I’ve already beaten to death a (now) rather old Spektor song, Fidelity, but when I heard it live, it pretty much evoked the exact same reaction I had when I first heard it. The strangest things can happen at a good concert. Standing in a crowded theater with the lights down low, I was transported to a sunny block in Potrero Hill, big dumb grin on my face. A good, good friend, an evaporated one, one of the ghosts, introduced me to the song so many years ago. And as I listened to Spektor play it, I thought of how perfect it was and how sometimes people just get you. Sometimes, entirely unintentionally, but then again, it turns out that doesn’t really matter.

Here’s another Spektor song. Initially, I had wanted to write about Eet- it seemed a very appropriate song for a few friends who are going through rough patches at the moment. Only problem is that I just don’t feel that way at the moment. I don’t feel that time is fading or dulling things.

Once you get infected with love, it’s like a virus, that’s how I feel. It’s a virus that lays dormant, and you think you’re cured, and oh, next time it will all be so different. Then someone comes along, infection gets reactivated, and next thing you know you’re sprawled out on the ground, sick once more. And I suppose you could be sad about that, but Spektor does not appear to be, not in The Calculation, which seems to laugh at the sleepwalking that goes on in life and delights in the fire that ignites when there is an awakening.

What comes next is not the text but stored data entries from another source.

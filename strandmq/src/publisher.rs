//! PUB pattern.
//!
//! An XPUB that keeps subscription bookkeeping for filtering but never
//! surfaces anything to the application: inbound messages and
//! subscription changes are absorbed silently.

use strandmq_core::error::Result;
use strandmq_core::message::Frames;
use strandmq_core::pipe::PipeId;

use crate::pattern::{Pattern, SocketCtx};
use crate::xpub::XPubPolicy;

#[derive(Debug)]
pub(crate) struct PubPolicy {
    inner: XPubPolicy,
}

impl PubPolicy {
    pub(crate) fn new() -> Self {
        Self {
            inner: XPubPolicy::with_delivery(false),
        }
    }
}

impl Pattern for PubPolicy {
    fn attached(&mut self, ctx: &mut SocketCtx<'_>, pipe: PipeId) {
        self.inner.attached(ctx, pipe);
    }

    fn terminated(&mut self, ctx: &mut SocketCtx<'_>, pipe: PipeId) {
        self.inner.terminated(ctx, pipe);
    }

    fn send(&mut self, ctx: &mut SocketCtx<'_>, msg: Frames) -> Result<()> {
        self.inner.send(ctx, msg)
    }

    fn received(&mut self, ctx: &mut SocketCtx<'_>, pipe: PipeId, msg: Frames) {
        self.inner.received(ctx, pipe, msg);
    }
}
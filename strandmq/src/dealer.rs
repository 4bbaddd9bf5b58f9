//! DEALER pattern.
//!
//! Outbound messages round-robin across attached pipes; with no pipe
//! attached they wait in an unbounded pending queue and flush on the
//! next attach. Inbound messages from all pipes are fair-merged into
//! the application inbox.

use std::collections::VecDeque;

use strandmq_core::error::Result;
use strandmq_core::load_balancer::LoadBalancer;
use strandmq_core::message::Frames;
use strandmq_core::pipe::PipeId;

use crate::pattern::{Pattern, SocketCtx};

#[derive(Debug, Default)]
pub(crate) struct DealerPolicy {
    lb: LoadBalancer,
    pending: VecDeque<Frames>,
}

impl DealerPolicy {
    pub(crate) fn new() -> Self {
        Self::default()
    }
}

impl Pattern for DealerPolicy {
    fn attached(&mut self, ctx: &mut SocketCtx<'_>, pipe: PipeId) {
        self.lb.attach(pipe);

        while let Some(msg) = self.pending.pop_front() {
            if !self.lb.send(|p| ctx.send_to(p, &msg)) {
                self.pending.push_front(msg);
                break;
            }
        }
    }

    fn terminated(&mut self, _ctx: &mut SocketCtx<'_>, pipe: PipeId) {
        self.lb.terminated(pipe);
    }

    fn send(&mut self, ctx: &mut SocketCtx<'_>, msg: Frames) -> Result<()> {
        if !self.lb.send(|p| ctx.send_to(p, &msg)) {
            self.pending.push_back(msg);
        }
        Ok(())
    }

    fn received(&mut self, ctx: &mut SocketCtx<'_>, _pipe: PipeId, msg: Frames) {
        ctx.deliver(msg);
    }
}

It’s all rather absurd from a certain angle. Right after falling for someone, the arithmetic begins. Does it all add up? What is the ratio of good to bad? What can be subtracted? Can the feeling multiply exponentially? Or is the whole thing headed for long division? But you could pull out every polynomial and apply all the integrals, and none of it would give you an answer. Maybe the only thing mathematic that applies is infinity- it feels just that large and intangible, that real and unreal.

I suppose all of this applies to writing something down about this song. I could try to describe why it is a great song. I could try to explain what about hearing Spektor open with this song sold me on it. But it likely wouldn’t make any sense, not from outside my head. Still, people keep on singing love songs and trying to write about things they can’t fully articulate, don’t they?